Can you please test this and report? If you have AVX, thats great too

Posted: **Tue Jun 05, 2012 1:25 pm**

Just checking - make sure you use -ftree-vectorize to enable GCC's autovectorizer. Else you won't get good SSE code.

Posted: **Tue Jun 05, 2012 1:53 pm**

Most memcpy implementations I know copy bytes from src to dest, i.e. *d++ = *s++

You could add "const" to s to catch this

Posted: **Tue Jun 05, 2012 2:11 pm**

The implementation you wrote is in C so you trust complier to build fastest code for you.
In the other hand the same compiled binary not necessary will be best for all processors.
The performance will vary, don't expect AVX to give you any speedup here until Haswell, both Sandy Bridge and Bulldozer AVX implementations don't have full 256-bit data path to data cache so using AVX instructions above SSE not going to help.

But there is one implementation which is guaranteed to be best performance at least on all Intel's processor generations since Core2Duo.
And it is ... rep movsb. Smart compiler will emit the rep movsb instruction for general purpose memcpy.
The internal CPU implementation in each processor could be different, on Sandy Bridge it will use 128-bit read and writes for example. On Ivy Bridge Intel also introduced "fast string" extension which will make memcpy even faster.

Stanislav

Posted: **Tue Jun 05, 2012 3:18 pm**

jbemmel wrote:Most memcpy implementations I know copy bytes from src to dest, i.e. *d++ = *s++

You could add "const" to s to catch this

Damn! Well, I wrote that very fast, didn't pay much attention, thanks for that bug...

So I added const to s (it generally allows the compiler to make some new assumption and will enable some more complex optimization IIRC).
I added -ftree-vectorize as suggested by JamesM, but timing doesn't change and code neither (just noticed that the code emitted for SSE2, SSE3, SSSE3, SSE4, SSE4.1, SSE4.2 is identical)

stlw wrote:The performance will vary, don't expect AVX to give you any speedup here until Haswell, both Sandy Bridge and Bulldozer AVX implementations don't have full 256-bit data path to data cache so using AVX instructions above SSE not going to help.

I hope to have misunderstood: do you mean that AVX is build over SSE in current implementations??

stlw wrote:But there is one implementation which is guaranteed to be best performance at least on all Intel's processor generations since Core2Duo.
And it is ... rep movsb.

REP MOVSB should be faster than SSE2?? Doubt mode on...
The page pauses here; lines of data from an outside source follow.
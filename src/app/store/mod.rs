//! Object-store access layer
//!
//! The application consumes a narrow capability: paginated listing under a
//! prefix (optionally with a delimiter for folder discovery) and fetching one
//! object body to a local file. The [`ObjectStore`] trait captures exactly
//! that, with an S3-backed implementation for production and an in-memory
//! implementation for tests.

pub mod memory;
pub mod s3;

use std::path::Path;

use async_trait::async_trait;

use crate::app::models::RemoteObject;
use crate::errors::StoreResult;

pub use memory::MemoryStore;
pub use s3::{S3Store, StoreConfig};

/// One page of a listing response
#[derive(Debug, Clone, Default)]
pub struct ListPage {
    /// Objects on this page
    pub objects: Vec<RemoteObject>,
    /// Common prefixes when a delimiter was supplied (folder discovery)
    pub common_prefixes: Vec<String>,
    /// Continuation token for the next page, absent on the last page
    pub next_token: Option<String>,
}

/// Narrow object-store capability consumed by listing and transfers
#[async_trait]
pub trait ObjectStore: Send + Sync {
    /// List one page of objects under a prefix
    ///
    /// A delimiter groups keys into `common_prefixes` the way S3 folder
    /// listings do. `token` continues a previous page.
    async fn list_page(
        &self,
        prefix: &str,
        delimiter: Option<&str>,
        token: Option<String>,
    ) -> StoreResult<ListPage>;

    /// Fetch one object body into a local file, returning the byte count
    async fn download_to(&self, key: &str, dest: &Path) -> StoreResult<u64>;
}

#[cfg(test)]
mod tests {
    use super::*;

    #[tokio::test]
    async fn trait_object_is_usable() {
        let store: Box<dyn ObjectStore> = Box::new(MemoryStore::new());
        let page = store.list_page("", None, None).await.unwrap();
        assert!(page.objects.is_empty());
        assert!(page.next_token.is_none());
    }
}
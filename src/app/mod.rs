//! Core application logic for DEM Fetcher
//!
//! This module contains the domain components: geographic filtering, tile
//! coordinate parsing, the object-store access layer, dataset discovery, the
//! listing strategies, the persisted resume ledger, and the download
//! coordinator that ties them together.

pub mod bbox;
pub mod coordinator;
pub mod datasets;
pub mod discovery;
pub mod listing;
pub mod models;
pub mod state;
pub mod store;
pub mod tiles;

// Re-export main public API
pub use bbox::BoundingBox;
pub use coordinator::{
    create_shutdown_channel, spawn_signal_handler, Coordinator, DownloadOptions, DownloadProgress,
    DownloadResult, ProgressObserver,
};
pub use datasets::{DatasetInfo, DatasetVersion, DiscoveredDataset};
pub use listing::{ListingOutcome, ListingStatus, ListingStrategy};
pub use models::{MaskSelection, MaskType, RemoteObject};
pub use state::{DownloadState, FileState};
pub use store::{MemoryStore, ObjectStore, S3Store, StoreConfig};
pub use tiles::{is_in_bounding_box, matches_mask_filter, parse_coordinates, TileCoordinate};
//! Progress snapshots and run results
//!
//! Workers update four scalar counters via atomic increments; the progress
//! ticker reads them lossily without ever blocking a transfer. Both the
//! periodic snapshot and the final result are pure data.

use std::sync::atomic::{AtomicU64, Ordering};
use std::sync::Arc;
use std::time::Duration;

use crate::app::listing::ListingStatus;

/// Shared transfer counters, updated by workers and sampled by the ticker
#[derive(Debug, Default)]
pub struct TransferCounters {
    completed_files: AtomicU64,
    skipped_files: AtomicU64,
    failed_files: AtomicU64,
    downloaded_bytes: AtomicU64,
}

impl TransferCounters {
    /// Record one completed file of the given size
    pub fn record_completed(&self, bytes: u64) {
        self.completed_files.fetch_add(1, Ordering::Relaxed);
        self.downloaded_bytes.fetch_add(bytes, Ordering::Relaxed);
    }

    /// Record one skipped file
    pub fn record_skipped(&self) {
        self.skipped_files.fetch_add(1, Ordering::Relaxed);
    }

    /// Record one failed file
    pub fn record_failed(&self) {
        self.failed_files.fetch_add(1, Ordering::Relaxed);
    }

    /// Completed file count
    pub fn completed(&self) -> u64 {
        self.completed_files.load(Ordering::Relaxed)
    }

    /// Skipped file count
    pub fn skipped(&self) -> u64 {
        self.skipped_files.load(Ordering::Relaxed)
    }

    /// Failed file count
    pub fn failed(&self) -> u64 {
        self.failed_files.load(Ordering::Relaxed)
    }

    /// Downloaded byte count
    pub fn bytes(&self) -> u64 {
        self.downloaded_bytes.load(Ordering::Relaxed)
    }
}

/// A point-in-time snapshot of a running download
#[derive(Debug, Clone, PartialEq, Eq)]
pub struct DownloadProgress {
    /// Total files selected for this run
    pub total_files: u64,
    /// Total bytes of all selected files, known from listing
    pub total_bytes: u64,
    /// Files transferred so far
    pub completed_files: u64,
    /// Files skipped by the resume check
    pub skipped_files: u64,
    /// Files that exhausted their retry budget
    pub failed_files: u64,
    /// Bytes transferred so far
    pub downloaded_bytes: u64,
    /// Wall-clock time since the run started
    pub elapsed: Duration,
}

impl DownloadProgress {
    /// Files handled so far, regardless of outcome
    pub fn handled_files(&self) -> u64 {
        self.completed_files + self.skipped_files + self.failed_files
    }
}

/// Final report of one download run
#[derive(Debug, Clone, PartialEq, Eq)]
pub struct DownloadResult {
    /// Total files selected by listing
    pub total_files: u64,
    /// Total bytes of all selected files
    pub total_bytes: u64,
    /// Files transferred
    pub completed_files: u64,
    /// Files skipped by the resume check
    pub skipped_files: u64,
    /// Files that exhausted their retry budget
    pub failed_files: u64,
    /// Bytes transferred
    pub downloaded_bytes: u64,
    /// Wall-clock duration of the run
    pub elapsed: Duration,
    /// Whether this was a dry run
    pub dry_run: bool,
    /// Matched object keys; populated only for dry runs
    pub listed_keys: Vec<String>,
    /// Outcome of the listing phase
    pub listing_status: ListingStatus,
}

impl DownloadResult {
    /// An all-zero result for runs that stop before downloading
    pub fn empty(listing_status: ListingStatus, elapsed: Duration) -> Self {
        Self {
            total_files: 0,
            total_bytes: 0,
            completed_files: 0,
            skipped_files: 0,
            failed_files: 0,
            downloaded_bytes: 0,
            elapsed,
            dry_run: false,
            listed_keys: Vec::new(),
            listing_status,
        }
    }
}

/// Push-style observer receiving periodic progress snapshots
pub type ProgressObserver = Arc<dyn Fn(DownloadProgress) + Send + Sync>;

#[cfg(test)]
mod tests {
    use super::*;

    #[test]
    fn counters_accumulate() {
        let counters = TransferCounters::default();
        counters.record_completed(100);
        counters.record_completed(50);
        counters.record_skipped();
        counters.record_failed();

        assert_eq!(counters.completed(), 2);
        assert_eq!(counters.skipped(), 1);
        assert_eq!(counters.failed(), 1);
        assert_eq!(counters.bytes(), 150);
    }

    #[test]
    fn progress_handled_files() {
        let progress = DownloadProgress {
            total_files: 10,
            total_bytes: 1000,
            completed_files: 3,
            skipped_files: 2,
            failed_files: 1,
            downloaded_bytes: 300,
            elapsed: Duration::from_secs(5),
        };
        assert_eq!(progress.handled_files(), 6);
    }
}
However here's my fixed archive, sorry for the bad code

Posted: **Wed Jun 06, 2012 1:46 am**

stlw wrote:The performance will vary, don't expect AVX to give you any speedup here until Haswell, both Sandy Bridge and Bulldozer AVX implementations don't have full 256-bit data path to data cache so using AVX instructions above SSE not going to help.
I hope to have misunderstood: do you mean that AVX is build over SSE in current implementations??

Yes, data cache have no full 256-bit datapath in Sandy Bridge or Bulldozer. if you need to execute 256-bit load the hardware will split it into two 128-bit loads.
Happy read optimization guide manuals.

stlw wrote:But there is one implementation which is guaranteed to be best performance at least on all Intel's processor generations since Core2Duo.
And it is ... rep movsb.
REP MOVSB should be faster than SSE2?? Doubt mode on...
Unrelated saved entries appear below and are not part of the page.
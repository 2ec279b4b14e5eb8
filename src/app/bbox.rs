//! Geographic bounding box with parsing and normalization
//!
//! A bounding box is constructed once from four raw numbers and immutable
//! afterwards. Construction applies a normalization policy (longitude swap,
//! latitude swap, range clamping); any step taken is recorded so the CLI can
//! warn the user about a suspicious input without rejecting it.

use crate::constants::tiles::{KM_PER_DEGREE, TILE_HEIGHT_DEGREES, TILE_WIDTH_DEGREES};
use crate::errors::BboxError;

/// Geographic rectangle in degrees, min corner to max corner
#[derive(Debug, Clone, PartialEq)]
pub struct BoundingBox {
    min_lon: f64,
    min_lat: f64,
    max_lon: f64,
    max_lat: f64,
    was_normalized: bool,
    normalization_warning: Option<String>,
}

impl BoundingBox {
    /// Create a bounding box from four raw values, applying normalization
    ///
    /// Normalization order: swap longitudes if reversed, swap latitudes if
    /// reversed, clamp all four values into `[-180, 180] x [-90, 90]`.
    pub fn new(min_lon: f64, min_lat: f64, max_lon: f64, max_lat: f64) -> Self {
        let mut bbox = Self {
            min_lon,
            min_lat,
            max_lon,
            max_lat,
            was_normalized: false,
            normalization_warning: None,
        };

        if bbox.min_lon > bbox.max_lon {
            std::mem::swap(&mut bbox.min_lon, &mut bbox.max_lon);
            bbox.note_normalization("longitude values were swapped (min > max)");
        }

        if bbox.min_lat > bbox.max_lat {
            std::mem::swap(&mut bbox.min_lat, &mut bbox.max_lat);
            bbox.note_normalization("latitude values were swapped (min > max)");
        }

        let clamped_lon_min = bbox.min_lon.clamp(-180.0, 180.0);
        let clamped_lon_max = bbox.max_lon.clamp(-180.0, 180.0);
        let clamped_lat_min = bbox.min_lat.clamp(-90.0, 90.0);
        let clamped_lat_max = bbox.max_lat.clamp(-90.0, 90.0);

        if clamped_lon_min != bbox.min_lon
            || clamped_lon_max != bbox.max_lon
            || clamped_lat_min != bbox.min_lat
            || clamped_lat_max != bbox.max_lat
        {
            bbox.min_lon = clamped_lon_min;
            bbox.max_lon = clamped_lon_max;
            bbox.min_lat = clamped_lat_min;
            bbox.max_lat = clamped_lat_max;
            bbox.note_normalization("values were clamped to valid coordinate ranges");
        }

        bbox
    }

    fn note_normalization(&mut self, note: &str) {
        self.was_normalized = true;
        match &mut self.normalization_warning {
            Some(existing) => {
                existing.push_str("; ");
                existing.push_str(note);
            }
            None => self.normalization_warning = Some(note.to_string()),
        }
    }

    /// Parse a bounding box from text
    ///
    /// Accepts four numbers in order `min_lon,min_lat,max_lon,max_lat`,
    /// separated by commas, whitespace, or semicolons (mixed separators are
    /// tolerated).
    pub fn parse(input: &str) -> Result<Self, BboxError> {
        if input.trim().is_empty() {
            return Err(BboxError::Empty);
        }

        let tokens: Vec<&str> = input
            .split(|c: char| c == ',' || c == ';' || c.is_whitespace())
            .filter(|t| !t.is_empty())
            .collect();

        if tokens.len() != 4 {
            return Err(BboxError::WrongTokenCount {
                found: tokens.len(),
            });
        }

        let mut values = [0.0_f64; 4];
        for (slot, token) in values.iter_mut().zip(&tokens) {
            *slot = token.parse().map_err(|_| BboxError::InvalidNumber {
                token: token.to_string(),
            })?;
        }

        Ok(Self::new(values[0], values[1], values[2], values[3]))
    }

    /// Non-failing variant of [`BoundingBox::parse`]
    pub fn try_parse(input: &str) -> Option<Self> {
        Self::parse(input).ok()
    }

    /// Minimum longitude in degrees
    pub fn min_lon(&self) -> f64 {
        self.min_lon
    }

    /// Minimum latitude in degrees
    pub fn min_lat(&self) -> f64 {
        self.min_lat
    }

    /// Maximum longitude in degrees
    pub fn max_lon(&self) -> f64 {
        self.max_lon
    }

    /// Maximum latitude in degrees
    pub fn max_lat(&self) -> f64 {
        self.max_lat
    }

    /// True when construction had to adjust the raw input
    pub fn was_normalized(&self) -> bool {
        self.was_normalized
    }

    /// Human-readable notes about normalization steps taken, if any
    pub fn normalization_warning(&self) -> Option<&str> {
        self.normalization_warning.as_deref()
    }

    /// Inclusive point-in-rectangle test
    pub fn contains(&self, lon: f64, lat: f64) -> bool {
        lon >= self.min_lon && lon <= self.max_lon && lat >= self.min_lat && lat <= self.max_lat
    }

    /// Axis-aligned overlap test against a tile anchored at its southwest corner
    ///
    /// Inclusive of touching edges and corners.
    pub fn intersects_tile(&self, tile_lon: f64, tile_lat: f64) -> bool {
        self.intersects_tile_sized(tile_lon, tile_lat, TILE_WIDTH_DEGREES, TILE_HEIGHT_DEGREES)
    }

    /// Overlap test with an explicit tile footprint
    pub fn intersects_tile_sized(
        &self,
        tile_lon: f64,
        tile_lat: f64,
        tile_width: f64,
        tile_height: f64,
    ) -> bool {
        self.min_lon <= tile_lon + tile_width
            && self.max_lon >= tile_lon
            && self.min_lat <= tile_lat + tile_height
            && self.max_lat >= tile_lat
    }

    /// Area of the box in square degrees
    pub fn area_degrees(&self) -> f64 {
        (self.max_lon - self.min_lon) * (self.max_lat - self.min_lat)
    }

    /// Approximate area in square kilometers
    ///
    /// Longitudinal degree length is scaled by the cosine of the mean latitude.
    pub fn approx_area_km2(&self) -> f64 {
        let mean_lat = (self.min_lat + self.max_lat) / 2.0;
        let width_km = (self.max_lon - self.min_lon) * KM_PER_DEGREE * mean_lat.to_radians().cos();
        let height_km = (self.max_lat - self.min_lat) * KM_PER_DEGREE;
        width_km * height_km
    }
}

impl std::fmt::Display for BoundingBox {
    fn fmt(&self, f: &mut std::fmt::Formatter<'_>) -> std::fmt::Result {
        write!(
            f,
            "({}, {}) to ({}, {})",
            self.min_lon, self.min_lat, self.max_lon, self.max_lat
        )
    }
}

#[cfg(test)]
mod tests {
    use super::*;

    #[test]
    fn parse_accepts_all_separators() {
        let expected = BoundingBox::new(-10.0, 35.0, 30.0, 60.0);

        for input in [
            "-10,35,30,60",
            "-10 35 30 60",
            "-10;35;30;60",
            "-10, 35; 30  60",
        ] {
            assert_eq!(BoundingBox::parse(input).unwrap(), expected, "{input}");
        }
    }

    #[test]
    fn parse_swaps_reversed_longitudes() {
        let bbox = BoundingBox::parse("30,35,-10,60").unwrap();

        assert_eq!(bbox.min_lon(), -10.0);
        assert_eq!(bbox.min_lat(), 35.0);
        assert_eq!(bbox.max_lon(), 30.0);
        assert_eq!(bbox.max_lat(), 60.0);
        assert!(bbox.was_normalized());
        assert!(bbox.normalization_warning().unwrap().contains("longitude"));
    }

    #[test]
    fn parse_clamps_out_of_range_values() {
        let bbox = BoundingBox::parse("-200,35,200,60").unwrap();

        assert_eq!(bbox.min_lon(), -180.0);
        assert_eq!(bbox.max_lon(), 180.0);
        assert!(bbox.was_normalized());
        assert!(bbox.normalization_warning().unwrap().contains("clamped"));
    }

    #[test]
    fn parse_rejects_bad_input() {
        assert_eq!(BoundingBox::parse(""), Err(BboxError::Empty));
        assert_eq!(BoundingBox::parse("   "), Err(BboxError::Empty));
        assert_eq!(
            BoundingBox::parse("1,2,3"),
            Err(BboxError::WrongTokenCount { found: 3 })
        );
        assert_eq!(
            BoundingBox::parse("1,2,3,4,5"),
            Err(BboxError::WrongTokenCount { found: 5 })
        );
        assert_eq!(
            BoundingBox::parse("1,2,x,4"),
            Err(BboxError::InvalidNumber {
                token: "x".to_string()
            })
        );

        assert!(BoundingBox::try_parse("1,2,x,4").is_none());
        assert!(BoundingBox::try_parse("1,2,3,4").is_some());
    }

    #[test]
    fn intersects_tile_includes_touching_edges() {
        let bbox = BoundingBox::new(10.0, 45.0, 20.0, 55.0);

        // Tiles anchored exactly at the box corners
        assert!(bbox.intersects_tile(10.0, 45.0));
        assert!(bbox.intersects_tile(19.0, 54.0));

        // Tile whose northeast corner just touches the box southwest corner
        assert!(bbox.intersects_tile(9.0, 44.0));

        // Clearly outside
        assert!(!bbox.intersects_tile(8.0, 45.0));
        assert!(!bbox.intersects_tile(10.0, 43.0));
        assert!(!bbox.intersects_tile(21.0, 56.0));
    }

    #[test]
    fn contains_is_inclusive() {
        let bbox = BoundingBox::new(10.0, 45.0, 20.0, 55.0);

        assert!(bbox.contains(10.0, 45.0));
        assert!(bbox.contains(20.0, 55.0));
        assert!(bbox.contains(15.0, 50.0));
        assert!(!bbox.contains(9.99, 50.0));
        assert!(!bbox.contains(15.0, 55.01));
    }

    #[test]
    fn derived_areas() {
        let bbox = BoundingBox::new(0.0, 0.0, 10.0, 10.0);
        assert_eq!(bbox.area_degrees(), 100.0);

        // Centered on the equator, cos(5 deg) is close to 1
        let km2 = bbox.approx_area_km2();
        assert!(km2 > 100_000.0 && km2 < 130_000.0, "{km2}");
    }
}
You will have to measure different memcopy sizes from small sizes up to several kilobytes.
Of course it the rep movsb won't be faster always, especially for smaller memory blocks to copy, but it general it will be faster. Try and measure.
Also because internal implementation of rep movsb in the processor is based on 128-bit memory accesses already. Actually on even more optimal than it, x86 have no way to write combine stores for example without doing them non-temporal.

Stanislav

Posted: **Wed Jun 06, 2012 2:05 am**

AlfaOmega08 wrote:Hi, I wrote quite a standard memcpy implementation...

Such a "naive" implementation is nice to have as a fallback. (No finger-pointing there, my PDCLib doesn't have better code either yet.)

But if you want to optimize things, and are willing to rely on GCC, the best thing you could do is to realize that GCC provides "__builtin_memcpy", and handles "memcpy" as a builtin too unless overruled...

Posted: **Wed Jun 06, 2012 4:19 am**

A (provably) optimal assembly implementation of memcpy takes about 500 LoC. I am too lazy to benchmark it right now but someone (froggey from IRC) benchmarked my implementation of memset over one year ago (clicky). As you can see, there is potential to beat the pants off of current compilers. At any rate, on the Sandy Bridge, it's fastest to use REP MOVSQ (it's likely that Intel will continue making this construct the fastest in future CPUs). And the biggest mistake is to unroll loops (due to the micro-op cache).

Posted: **Wed Jun 06, 2012 6:34 am**

berkus wrote:If you routinely copy over 8Kb of data you should be castrated anyway.
(IIRC CPU stops the copy at every 8Kb to check for interrupts).

There is no need to stop copy at any point to check for interrupts.
Hardware knows to enable interrupt window when needed and it doesn't take any execution cycles.

Stanislav

Posted: **Wed Jun 06, 2012 8:15 am**

I wouldn't rely on __builtin_memcpy(). It might just as well yield a call to memcpy().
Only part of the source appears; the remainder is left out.